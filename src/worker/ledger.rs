//! In-memory shard ledger for the reference worker
//!
//! Holds the accounts, per-account transaction log and loans of one
//! shard, and answers each coordinator command with its wire reply line.
//! The whole ledger optionally snapshots to a JSON file after every
//! mutation and is reloaded at startup; snapshot failures are logged,
//! not fatal.

use crate::common::protocol::WorkerCommand;
use crate::common::Result;
use chrono::{DateTime, Utc};
use serde::{Deserialize, Serialize};
use std::collections::HashMap;
use std::path::PathBuf;

#[derive(Debug, Clone, Serialize, Deserialize)]
pub struct Account {
    pub id: i64,
    #[serde(rename = "id_cliente")]
    pub customer_id: i64,
    pub balance: f64,
    pub loans: Vec<i64>,
}

#[derive(Debug, Clone, Copy, PartialEq, Eq, Serialize, Deserialize)]
pub enum LoanState {
    Activo,
    Cancelado,
}

impl std::fmt::Display for LoanState {
    fn fmt(&self, f: &mut std::fmt::Formatter<'_>) -> std::fmt::Result {
        match self {
            LoanState::Activo => write!(f, "Activo"),
            LoanState::Cancelado => write!(f, "Cancelado"),
        }
    }
}

#[derive(Debug, Clone, Serialize, Deserialize)]
pub struct Loan {
    pub id: i64,
    pub customer_id: i64,
    pub amount: f64,
    pub pending_amount: f64,
    pub state: LoanState,
    pub requested_at: DateTime<Utc>,
}

#[derive(Debug, Clone, Copy, PartialEq, Eq, Serialize, Deserialize)]
#[serde(rename_all = "snake_case")]
pub enum TxKind {
    Debit,
    Credit,
    TransferIn,
    TransferOut,
}

#[derive(Debug, Clone, Serialize, Deserialize)]
pub struct TxRecord {
    pub kind: TxKind,
    pub amount: f64,
    #[serde(skip_serializing_if = "Option::is_none")]
    pub from: Option<i64>,
    #[serde(skip_serializing_if = "Option::is_none")]
    pub to: Option<i64>,
}

#[derive(Debug, Default, Serialize, Deserialize)]
struct LedgerState {
    accounts: HashMap<i64, Account>,
    transactions: HashMap<i64, Vec<TxRecord>>,
    loans: HashMap<i64, Vec<Loan>>,
    loan_counter: i64,
}

pub struct Ledger {
    state: LedgerState,
    snapshot_path: Option<PathBuf>,
}

impl Ledger {
    /// Open a ledger, reloading the snapshot if one exists at `path`.
    pub fn open(path: Option<PathBuf>) -> Result<Self> {
        let state = match &path {
            Some(p) if p.exists() => {
                let raw = std::fs::read_to_string(p)?;
                serde_json::from_str(&raw)
                    .map_err(|e| crate::Error::Internal(format!("snapshot corrupted: {}", e)))?
            }
            _ => LedgerState::default(),
        };
        Ok(Self {
            state,
            snapshot_path: path,
        })
    }

    pub fn in_memory() -> Self {
        Self {
            state: LedgerState::default(),
            snapshot_path: None,
        }
    }

    /// Apply one coordinator command and produce its reply line.
    pub fn apply(&mut self, cmd: &WorkerCommand) -> String {
        let reply = self.dispatch(cmd);
        if cmd_mutates(cmd) {
            self.snapshot();
        }
        reply
    }

    pub fn account(&self, id: i64) -> Option<&Account> {
        self.state.accounts.get(&id)
    }

    pub fn transactions(&self, id: i64) -> &[TxRecord] {
        self.state
            .transactions
            .get(&id)
            .map(Vec::as_slice)
            .unwrap_or(&[])
    }

    /// Partial audit totals for this shard.
    pub fn totals(&self) -> (f64, u64) {
        let balance = self.state.accounts.values().map(|a| a.balance).sum();
        (balance, self.state.accounts.len() as u64)
    }

    fn dispatch(&mut self, cmd: &WorkerCommand) -> String {
        match *cmd {
            WorkerCommand::CreateAccount {
                account_id,
                initial_balance,
            } => {
                self.state.accounts.insert(
                    account_id,
                    Account {
                        id: account_id,
                        customer_id: account_id,
                        balance: initial_balance,
                        loans: Vec::new(),
                    },
                );
                "OK".to_string()
            }
            WorkerCommand::ConsultAccount { account_id } => {
                match self.state.accounts.get(&account_id) {
                    Some(account) => match serde_json::to_string(account) {
                        Ok(json) => format!("OK|{}", json),
                        Err(e) => format!("ERROR|{}", e),
                    },
                    None => "ERROR|NoExiste".to_string(),
                }
            }
            WorkerCommand::Debit { account_id, amount } => {
                let Some(account) = self.state.accounts.get_mut(&account_id) else {
                    return "ERROR|NoExiste".to_string();
                };
                if account.balance < amount {
                    return "ERROR|SaldoInsuficiente".to_string();
                }
                account.balance -= amount;
                self.state.transactions.entry(account_id).or_default().push(TxRecord {
                    kind: TxKind::Debit,
                    amount,
                    from: None,
                    to: None,
                });
                "OK".to_string()
            }
            WorkerCommand::Credit { account_id, amount } => {
                let Some(account) = self.state.accounts.get_mut(&account_id) else {
                    return "ERROR|NoExiste".to_string();
                };
                account.balance += amount;
                self.state.transactions.entry(account_id).or_default().push(TxRecord {
                    kind: TxKind::Credit,
                    amount,
                    from: None,
                    to: None,
                });
                "OK".to_string()
            }
            WorkerCommand::RecordTx { from, to, amount } => {
                self.state.transactions.entry(from).or_default().push(TxRecord {
                    kind: TxKind::TransferOut,
                    amount,
                    from: None,
                    to: Some(to),
                });
                self.state.transactions.entry(to).or_default().push(TxRecord {
                    kind: TxKind::TransferIn,
                    amount,
                    from: Some(from),
                    to: None,
                });
                "OK".to_string()
            }
            WorkerCommand::CreateLoan {
                account_id,
                amount,
                pending_amount,
            } => {
                let Some(account) = self.state.accounts.get_mut(&account_id) else {
                    return "ERROR|NoExiste".to_string();
                };
                self.state.loan_counter += 1;
                let loan_id = self.state.loan_counter;
                account.loans.push(loan_id);
                let customer_id = account.customer_id;
                self.state.loans.entry(account_id).or_default().push(Loan {
                    id: loan_id,
                    customer_id,
                    amount,
                    pending_amount,
                    state: LoanState::Activo,
                    requested_at: Utc::now(),
                });
                format!("OK|LoanID:{}", loan_id)
            }
            WorkerCommand::PayLoan {
                account_id,
                loan_id,
                amount,
            } => {
                if !self.state.accounts.contains_key(&account_id) {
                    return "ERROR|NoExiste".to_string();
                }
                let loans = self.state.loans.entry(account_id).or_default();
                let Some(loan) = loans.iter_mut().find(|l| l.id == loan_id) else {
                    return "ERROR|PrestamoNoExiste".to_string();
                };
                if loan.pending_amount < amount {
                    return "ERROR|MontoExcedeMontoPendiente".to_string();
                }
                loan.pending_amount -= amount;
                if loan.pending_amount <= 0.0 {
                    loan.pending_amount = 0.0;
                    loan.state = LoanState::Cancelado;
                }
                format!("OK|MontoRestante:{:.2}", loan.pending_amount)
            }
            WorkerCommand::LoanStatus { account_id } => {
                if !self.state.accounts.contains_key(&account_id) {
                    return "ERROR|NoExiste".to_string();
                }
                let summaries: Vec<_> = self
                    .state
                    .loans
                    .get(&account_id)
                    .map(Vec::as_slice)
                    .unwrap_or(&[])
                    .iter()
                    .map(|loan| {
                        serde_json::json!({
                            "id_prestamo": loan.id,
                            "monto_total": loan.amount,
                            "monto_pagado": loan.amount - loan.pending_amount,
                            "monto_pendiente": loan.pending_amount,
                            "estado": loan.state.to_string(),
                            "fecha_solicitud": loan.requested_at.format("%Y-%m-%d %H:%M:%S").to_string(),
                        })
                    })
                    .collect();
                match serde_json::to_string(&summaries) {
                    Ok(json) => format!("OK|{}", json),
                    Err(e) => format!("ERROR|{}", e),
                }
            }
            WorkerCommand::Arqueo => {
                let (balance, accounts) = self.totals();
                format!("OK|{}|{}", balance, accounts)
            }
        }
    }

    fn snapshot(&self) {
        let Some(path) = &self.snapshot_path else {
            return;
        };
        let result = serde_json::to_string_pretty(&self.state)
            .map_err(|e| e.to_string())
            .and_then(|json| std::fs::write(path, json).map_err(|e| e.to_string()));
        if let Err(e) = result {
            tracing::warn!(path = %path.display(), error = %e, "ledger snapshot failed");
        }
    }
}

fn cmd_mutates(cmd: &WorkerCommand) -> bool {
    !matches!(
        cmd,
        WorkerCommand::ConsultAccount { .. }
            | WorkerCommand::LoanStatus { .. }
            | WorkerCommand::Arqueo
    )
}
//! Per-client command dispatch
//!
//! One session runs per client connection, stateless across commands.
//! Parse failures, routing failures and worker failures all answer with a
//! single error line and leave the connection open; only an I/O failure
//! on the client's own stream ends the loop.

use crate::common::protocol::{self, ClientCommand, WorkerCommand, WorkerReply};
use crate::common::{CoordinatorConfig, Error, Result};
use crate::coordinator::audit;
use crate::coordinator::registry::WorkerRegistry;
use crate::coordinator::router::Router;
use crate::coordinator::rpc;
use crate::coordinator::transfer;
use std::sync::Arc;
use tokio::io::{AsyncWriteExt, BufReader, Lines};
use tokio::net::tcp::{OwnedReadHalf, OwnedWriteHalf};

pub struct ClientSession {
    registry: Arc<WorkerRegistry>,
    router: Router,
    config: CoordinatorConfig,
}

impl ClientSession {
    pub fn new(registry: Arc<WorkerRegistry>, config: CoordinatorConfig) -> Self {
        let router = Router::new(registry.clone());
        Self {
            registry,
            router,
            config,
        }
    }

    /// Serve one client until its stream closes.
    pub async fn run(
        &self,
        mut lines: Lines<BufReader<OwnedReadHalf>>,
        mut writer: OwnedWriteHalf,
    ) -> Result<()> {
        write_line(&mut writer, protocol::WELCOME).await?;

        while let Some(line) = lines.next_line().await? {
            tracing::debug!(command = %line, "client command");
            self.handle_line(&line, &mut writer).await?;
        }
        Ok(())
    }

    /// Errors returned here are client-stream I/O failures; every command
    /// outcome, including command errors, is written as a reply line.
    async fn handle_line(&self, line: &str, writer: &mut OwnedWriteHalf) -> Result<()> {
        let reply = match ClientCommand::parse(line) {
            // Bulk creation emits an INFO line up front, then the DONE
            // line with the per-id acknowledgement count.
            Ok(ClientCommand::CreateAccounts {
                count,
                initial_balance,
            }) => {
                if self.registry.is_empty() {
                    Error::NoWorkersAvailable.wire_line()
                } else {
                    write_line(writer, &protocol::info_creating(count, initial_balance)).await?;
                    let created = self.create_accounts(count, initial_balance).await;
                    protocol::done_created(created)
                }
            }
            Ok(cmd) => match self.execute(cmd).await {
                Ok(reply) => reply,
                Err(e) => e.wire_line(),
            },
            Err(e) => e.wire_line(),
        };
        write_line(writer, &reply).await
    }

    async fn execute(&self, cmd: ClientCommand) -> Result<String> {
        match cmd {
            ClientCommand::ConsultAccount { account_id } => {
                self.forward(
                    account_id,
                    WorkerCommand::ConsultAccount { account_id },
                    self.config.query_timeout(),
                )
                .await
            }
            ClientCommand::Transfer { from, to, amount } => {
                transfer::execute(&self.router, &self.config, from, to, amount).await
            }
            ClientCommand::CreateLoan {
                account_id,
                amount,
                pending_amount,
            } => {
                self.forward(
                    account_id,
                    WorkerCommand::CreateLoan {
                        account_id,
                        amount,
                        pending_amount,
                    },
                    self.config.rpc_timeout(),
                )
                .await
            }
            ClientCommand::PayLoan {
                account_id,
                loan_id,
                amount,
            } => {
                self.forward(
                    account_id,
                    WorkerCommand::PayLoan {
                        account_id,
                        loan_id,
                        amount,
                    },
                    self.config.rpc_timeout(),
                )
                .await
            }
            ClientCommand::LoanStatus { account_id } => {
                self.forward(
                    account_id,
                    WorkerCommand::LoanStatus { account_id },
                    self.config.rpc_timeout(),
                )
                .await
            }
            ClientCommand::Arqueo => {
                let report = audit::run(&self.registry, self.config.audit_timeout()).await?;
                Ok(protocol::audit_reply(
                    report.total_balance,
                    report.total_accounts,
                ))
            }
            // Handled before execute(); kept for exhaustiveness
            ClientCommand::CreateAccounts { .. } => {
                Err(Error::Internal("bulk creation routed here".into()))
            }
        }
    }

    /// Route a single-shard command to its owning worker and hand the
    /// worker's reply back verbatim, error replies included.
    async fn forward(
        &self,
        account_id: i64,
        cmd: WorkerCommand,
        timeout: std::time::Duration,
    ) -> Result<String> {
        let worker = self.router.route(account_id)?;
        rpc::call(&worker, &cmd.to_line(), timeout).await
    }

    /// Create ids 1..=count, each on its single owning worker. An id
    /// counts as created only if that worker acknowledged it; routing
    /// failures and timeouts skip the id.
    async fn create_accounts(&self, count: u32, initial_balance: f64) -> u32 {
        let mut created = 0;
        for account_id in 1..=i64::from(count) {
            let cmd = WorkerCommand::CreateAccount {
                account_id,
                initial_balance,
            };
            match self.router.route(account_id) {
                Ok(worker) => {
                    match rpc::call(&worker, &cmd.to_line(), self.config.query_timeout()).await {
                        Ok(raw) => {
                            let reply = WorkerReply::new(raw);
                            if reply.is_ok() {
                                created += 1;
                            } else {
                                tracing::warn!(
                                    account = account_id,
                                    reply = reply.line(),
                                    "creation rejected"
                                );
                            }
                        }
                        Err(e) => {
                            tracing::warn!(account = account_id, error = %e, "creation failed")
                        }
                    }
                }
                Err(e) => {
                    tracing::warn!(account = account_id, error = %e, "creation unroutable");
                }
            }
        }
        created
    }
}

async fn write_line(writer: &mut OwnedWriteHalf, line: &str) -> Result<()> {
    writer.write_all(line.as_bytes()).await?;
    writer.write_all(b"\n").await?;
    Ok(())
}
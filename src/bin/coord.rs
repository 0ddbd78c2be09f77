//! Coordinator binary

use clap::{Parser, Subcommand};
use shardbank::{common::Config, Coordinator};
use std::net::SocketAddr;
use tracing_subscriber::{layer::SubscriberExt, util::SubscriberInitExt};

#[derive(Parser)]
#[command(name = "shardbank-coord")]
#[command(about = "shardbank coordinator: routes account commands to shard workers")]
struct Cli {
    #[command(subcommand)]
    command: Commands,
}

#[derive(Subcommand)]
enum Commands {
    /// Start the coordinator server
    Serve {
        /// Bind address for the client/worker endpoint
        #[arg(long)]
        bind: Option<SocketAddr>,

        /// Timeout for debit/credit/loan RPCs, in milliseconds
        #[arg(long)]
        rpc_timeout_ms: Option<u64>,

        /// Timeout for per-worker audit partials, in milliseconds
        #[arg(long)]
        audit_timeout_ms: Option<u64>,
    },
}

#[tokio::main]
async fn main() -> anyhow::Result<()> {
    tracing_subscriber::registry()
        .with(
            tracing_subscriber::EnvFilter::try_from_default_env().unwrap_or_else(|_| "info".into()),
        )
        .with(tracing_subscriber::fmt::layer())
        .init();

    let cli = Cli::parse();

    match cli.command {
        Commands::Serve {
            bind,
            rpc_timeout_ms,
            audit_timeout_ms,
        } => {
            // Load config from file/env, then override with CLI arguments
            let mut config = Config::load().coordinator;
            if let Some(bind) = bind {
                config.bind_addr = bind;
            }
            if let Some(ms) = rpc_timeout_ms {
                config.rpc_timeout_ms = ms;
            }
            if let Some(ms) = audit_timeout_ms {
                config.audit_timeout_ms = ms;
            }

            let coord = Coordinator::new(config);
            coord.serve().await?;
        }
    }

    Ok(())
}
---
**EXERCISE REQUIREMENTS**
Restate word for word the entries above, starting at the line with "ends the loop." and ending at the line with "use crate::coordinator::registry::WorkerRegistry;", inclusive, and no others.

**ANSWER SECTION**
//! on the client's own stream ends the loop.

use crate::common::protocol::{self, ClientCommand, WorkerCommand, WorkerReply};
use crate::common::{CoordinatorConfig, Error, Result};
use crate::coordinator::audit;
use crate::coordinator::registry::WorkerRegistry;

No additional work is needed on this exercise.